In overseas market, the dollar showed weak trend on renewed concerns over the US economy after the Federal Reserve left open the chance of an inter-rate hike as early as June.

Pramit Brahmbhatt, Veracity Group CEO, said, “Rupee recovered this week and closed at 63.42. RBI is not in a mood to allow the currency to appreciate and we can see weakness from here going forward. It would be in the interest of the economy that we can see some weakness because the export competitiveness is being affected with the relative strength of the currency in the global  perspective.”

“The trading range for the Spot USD/INR pair is expected to be within 63.00 to 63.80,” he added.

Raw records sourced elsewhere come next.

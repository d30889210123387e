//! Error types for the voicebot relay and client

use thiserror::Error;

/// Result type alias for voicebot operations
pub type Result<T> = std::result::Result<T, Error>;

/// Errors that can occur in voicebot
#[derive(Debug, Error)]
pub enum Error {
    /// Configuration error
    #[error("configuration error: {0}")]
    Config(String),

    /// Audio device or codec error
    #[error("audio error: {0}")]
    Audio(String),

    /// Speech-to-text error
    #[error("STT error: {0}")]
    Stt(String),

    /// Text-to-speech error
    #[error("TTS error: {0}")]
    Tts(String),

    /// Language model error
    #[error("LLM error: {0}")]
    Llm(String),

    /// Reply fetch error (client side of `/chat`)
    #[error("reply error: {0}")]
    Reply(String),

    /// Session driver error
    #[error("session error: {0}")]
    Session(String),

    /// IO error
    #[error("io error: {0}")]
    Io(#[from] std::io::Error),

    /// HTTP error
    #[error("http error: {0}")]
    Http(#[from] reqwest::Error),

    /// Serialization error
    #[error("serialization error: {0}")]
    Serialization(#[from] serde_json::Error),

    /// TOML parsing error
    #[error("toml error: {0}")]
    Toml(#[from] toml::de::Error),
}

Forward dollar premium continued its downslide on constant receiving by exporters.

The benchmark six-month forward dollar premium payable in September dropped to 188-190 paise from 119.5-202 paise last weekend and far-forward contract maturing in March also dipped to 401-403 paise from 415.5-417 paise.
The RBI fixed the reference rate for the US dollar at 63.5780 and the Euro at 70.5334 from preceding weekend’s level of 63.4006 and 68.4853, respectively. The rupee tumbled further against the pound sterling to end the week at 97.77 from 96.17 previously weekend and also plunged to 70.95 per euro from 68.84.

It remained weak against the Japanese yen to end at 53.33 per 100 yen from 53.19 from preceding weekend’s level.

BULLION:

After moving both ways largely in line with global trend amid easing demand from jewellers, gold ended Rs 130 lower at Rs 27,030 per ten gram at the bullion market during the past week. Silver, however, managed to end higher on increased off take by industrial units and coin makers.

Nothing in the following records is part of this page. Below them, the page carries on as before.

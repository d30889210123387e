use std::path::PathBuf;
use std::process::ExitCode;
use std::sync::Arc;
use std::time::Duration;

use clap::{Parser, Subcommand};
use tracing_subscriber::EnvFilter;

use voicebot::api::{ApiServerBuilder, ModelInfo};
use voicebot::client::{
    ConsoleCapture, HttpReplyFetcher, MicCapture, MutedOutput, SpeakerOutput, print_snapshots,
    read_commands, spawn_stdin_reader,
};
use voicebot::session::{AudioOutput, SpeechCapture};
use voicebot::voice::{
    AudioCapture, AudioPlayback, PlaybackControl, SpeechToText, calculate_energy,
};
use voicebot::{Config, OpenRouterClient, SessionDriver, Synthesizer, TextToSpeech};

/// VoiceBot - talk to a language model out loud
#[derive(Parser)]
#[command(name = "voicebot", version, about)]
struct Cli {
    /// Increase verbosity (-v, -vv, -vvv)
    #[arg(short, long, action = clap::ArgAction::Count, global = true)]
    verbose: u8,

    #[command(subcommand)]
    command: Option<Command>,
}

#[derive(Subcommand)]
#[allow(clippy::enum_variant_names)]
enum Command {
    /// Run the chat relay server (default)
    Serve {
        /// Port to listen on (overrides PORT / config file)
        #[arg(long)]
        port: Option<u16>,

        /// Directory with a web UI to serve
        #[arg(long)]
        static_dir: Option<PathBuf>,
    },
    /// Start a voice conversation against a relay
    Talk {
        /// Relay base URL (overrides config)
        #[arg(long, env = "VOICEBOT_BACKEND_URL")]
        backend: Option<String>,

        /// Type messages instead of speaking them
        #[arg(long)]
        text: bool,

        /// Print replies without playing audio
        #[arg(long)]
        mute: bool,
    },
    /// Test microphone input
    TestMic {
        /// Duration in seconds
        #[arg(short, long, default_value = "5")]
        duration: u64,
    },
    /// Test speaker output
    TestSpeaker,
    /// Test TTS output
    TestTts {
        /// Text to speak
        #[arg(default_value = "Hello! This is a test of the text to speech system.")]
        text: String,
    },
}

#[tokio::main]
async fn main() -> ExitCode {
    let cli = Cli::parse();

    // Set up logging based on verbosity
    let filter = match cli.verbose {
        0 => "warn,voicebot=info,tower_http=info",
        1 => "info,voicebot=debug,tower_http=debug",
        2 => "debug",
        _ => "trace",
    };

    tracing_subscriber::fmt()
        .with_env_filter(EnvFilter::try_from_default_env().unwrap_or_else(|_| EnvFilter::new(filter)))
        .init();

    match run(cli).await {
        Ok(()) => ExitCode::SUCCESS,
        Err(e) => {
            tracing::error!("fatal: {e}");
            ExitCode::FAILURE
        }
    }
}

#[allow(clippy::future_not_send)]
async fn run(cli: Cli) -> anyhow::Result<()> {
    let command = cli.command.unwrap_or(Command::Serve {
        port: None,
        static_dir: None,
    });

    match command {
        Command::Serve { port, static_dir } => serve(port, static_dir).await,
        Command::Talk {
            backend,
            text,
            mute,
        } => talk(backend, text, mute).await,
        Command::TestMic { duration } => test_mic(duration).await,
        Command::TestSpeaker => test_speaker().await,
        Command::TestTts { text } => test_tts(&text).await,
    }
}

/// Run the relay until interrupted
async fn serve(port: Option<u16>, static_dir: Option<PathBuf>) -> anyhow::Result<()> {
    let config = Config::load()?;
    let port = port.unwrap_or(config.server.port);

    let llm = OpenRouterClient::new(config.openrouter_key()?.clone(), config.llm.clone())?;
    let tts = TextToSpeech::from_config(&config.tts, &config.api_keys)?;

    tracing::info!(
        port,
        model = %config.llm.model,
        tts = config.tts.provider.as_str(),
        "starting voicebot relay"
    );

    ApiServerBuilder::new(Arc::new(llm), Arc::new(tts), port)
        .static_dir(static_dir.or(config.server.static_dir))
        .model_info(ModelInfo {
            llm_model: config.llm.model.clone(),
            tts_provider: config.tts.provider.as_str().to_string(),
        })
        .rate_limit(config.server.rate_limit_per_minute)
        .build()
        .run()
        .await?;

    Ok(())
}

/// Run a conversation session in the terminal
#[allow(clippy::future_not_send)]
async fn talk(backend: Option<String>, text: bool, mute: bool) -> anyhow::Result<()> {
    let config = Config::load()?;
    let backend = backend.unwrap_or_else(|| config.client.backend_url.clone());

    let fetcher = Arc::new(HttpReplyFetcher::new(&backend, config.client.request_timeout)?);

    let console = ConsoleCapture::new();
    let capture: Box<dyn SpeechCapture> = if text {
        Box::new(console.clone())
    } else {
        let stt = SpeechToText::from_config(&config.stt, &config.api_keys)?;
        Box::new(MicCapture::new(Arc::new(stt), config.client.listen_timeout)?)
    };

    let output: Box<dyn AudioOutput> = if mute {
        Box::new(MutedOutput)
    } else {
        Box::new(SpeakerOutput::new()?)
    };

    let (driver, handle) = SessionDriver::new(config.client.timing, capture, fetcher, output);

    tracing::info!(backend = %backend, text, mute, "starting voice session");
    println!("Commands: /start /stop /pause /resume /reset /quit");
    if text {
        println!("Type a message and press enter while listening.");
    }

    let display = tokio::spawn(print_snapshots(handle.subscribe()));
    let reader = tokio::spawn(read_commands(
        spawn_stdin_reader(),
        handle.clone(),
        text.then_some(console),
    ));
    let interrupt = {
        let handle = handle.clone();
        tokio::spawn(async move {
            if tokio::signal::ctrl_c().await.is_ok() {
                let _ = handle.shutdown();
            }
        })
    };

    handle.start()?;
    driver.run().await?;

    interrupt.abort();
    reader.abort();
    drop(handle);
    let _ = display.await;

    Ok(())
}

/// Test microphone input
#[allow(clippy::future_not_send)]
async fn test_mic(duration: u64) -> anyhow::Result<()> {
    println!("Testing microphone for {duration} seconds...");
    println!("Speak into your microphone!\n");

    let mut capture = AudioCapture::new()?;
    capture.start()?;
    let buffer = capture.buffer();

    let sample_rate = capture.sample_rate();
    println!("Sample rate: {sample_rate} Hz");
    println!("---");

    for i in 0..duration {
        tokio::time::sleep(Duration::from_secs(1)).await;

        let samples = buffer.take();
        let energy = calculate_energy(&samples);
        let peak = samples.iter().map(|s| s.abs()).fold(0.0f32, f32::max);

        // Visual meter
        #[allow(clippy::cast_possible_truncation, clippy::cast_sign_loss)]
        let meter_len = (energy * 100.0).min(50.0) as usize;
        let meter: String = "#".repeat(meter_len) + &" ".repeat(50 - meter_len);

        println!(
            "[{:2}s] RMS: {:.4} | Peak: {:.4} | [{}]",
            i + 1,
            energy,
            peak,
            meter
        );
    }

    capture.stop();

    println!("\n---");
    println!("If you saw movement in the meter, your mic is working!");
    println!("If RMS stayed near 0, check:");
    println!("  1. Is your mic plugged in?");
    println!("  2. Run: pactl info | grep 'Default Source'");
    println!("  3. Run: arecord -l (to list devices)");

    Ok(())
}

/// Test speaker output with a sine wave
async fn test_speaker() -> anyhow::Result<()> {
    println!("Testing speaker output...");
    println!("You should hear a 440Hz tone for 2 seconds\n");

    let playback = AudioPlayback::new()?;
    let sample_rate = playback.sample_rate();
    let frequency = 440.0_f32;

    #[allow(clippy::cast_precision_loss)]
    let samples: Vec<f32> = (0..sample_rate * 2)
        .map(|i| {
            let t = i as f32 / sample_rate as f32;
            (2.0 * std::f32::consts::PI * frequency * t).sin() * 0.3 // 30% volume
        })
        .collect();

    println!("Playing {} samples at {} Hz...", samples.len(), sample_rate);

    tokio::task::spawn_blocking(move || {
        playback.play_samples_blocking(samples, &PlaybackControl::new())
    })
    .await??;

    println!("\n---");
    println!("If you heard the tone, your speakers are working!");
    println!("If you didn't hear anything, check:");
    println!("  1. Run: pactl info | grep 'Default Sink'");
    println!("  2. Run: pactl list sinks short");

    Ok(())
}

/// Test TTS output with the configured provider
async fn test_tts(text: &str) -> anyhow::Result<()> {
    println!("Testing TTS with text: \"{text}\"\n");

    let config = Config::load()?;
    let tts = TextToSpeech::from_config(&config.tts, &config.api_keys)?;

    println!("Synthesizing speech ({})...", config.tts.provider.as_str());
    let mp3_data = tts.synthesize(text).await?;
    println!("Got {} bytes of audio data", mp3_data.len());

    // Check MP3 header
    if let Some(head) = mp3_data.get(..4) {
        println!(
            "First 4 bytes: {:02x} {:02x} {:02x} {:02x}",
            head[0], head[1], head[2], head[3]
        );
    }

    println!("Playing audio...");
    let playback = AudioPlayback::new()?;
    tokio::task::spawn_blocking(move || {
        playback.play_mp3_blocking(&mp3_data, &PlaybackControl::new())
    })
    .await??;

    println!("\n---");
    println!("If you heard the speech, TTS is working!");

    Ok(())
}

Bullion traders said gold falling to a six-week low in volatile trading in overseas market on speculation that the Federal Reserve is moving closer to raising US interest rates, mainly led to decline in gold prices.

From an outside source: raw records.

//! Conversational turn-taking
//!
//! Sequences listening → awaiting reply → speaking → listening, with
//! automatic recovery from recognition and reply failures.
//!
//! ```text
//!  Capture ──final──▶ Controller ──send──▶ Reply fetcher
//!     ▲                   │  ▲                  │
//!     │                   │  └──────reply───────┘
//!     └────resume─────────┤
//!                         ▼
//!                      Playback ──ended──▶ Controller
//! ```

mod adapters;
mod controller;
mod driver;
mod history;
mod phase;

pub use adapters::{
    AudioOutput, AudioPayload, CaptureEvent, CaptureSink, PlaybackEvent, PlaybackSink, Reply,
    ReplyFetcher, SpeechCapture,
};
pub use controller::{
    Effect, FALLBACK_REPLY, Generation, Input, SessionSnapshot, TurnController, TurnTiming,
};
pub use driver::{Command, SessionDriver, SessionHandle};
pub use history::{History, Turn};
pub use phase::Phase;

Gold in New York, which normally set price trend on the domestic front, fell to settle at USD 1,174.50 an ounce. Earlier, the price touched USD 1,168.40, the lowest since March 20.

In the national capital, gold of 99.9 and 99.5 per cent purity commenced the week on bearish note at `27,050 and ` 26,900 per ten grams but soon met with fresh buying support from jewellers and retailers supported by wedding season and climbed to over three-month high at Rs 27,475 and Rs 27,325 per ten gram respectively.

Later, it turned weak in tune with weak global trend and finished at Rs 27,030 and Rs 26,880 per ten gram respectively, showing a fall of Rs 130 each. Sovereign, however, maintained steady at  Rs 23,700 per piece of eight gram throughout the week in scattered deals.

Silver witnessed volatile movements on alternate bouts of buying and selling and finally settled higher by Rs 860 to Rs 37,210 per kg. Similarly, silver weekly-based delivery closed up by Rs 590 to Rs 36,540 per kg. Silver coins spurted by Rs 1,000 to Rs 56,000 for buying and Rs 57,000 for selling of 100 pieces.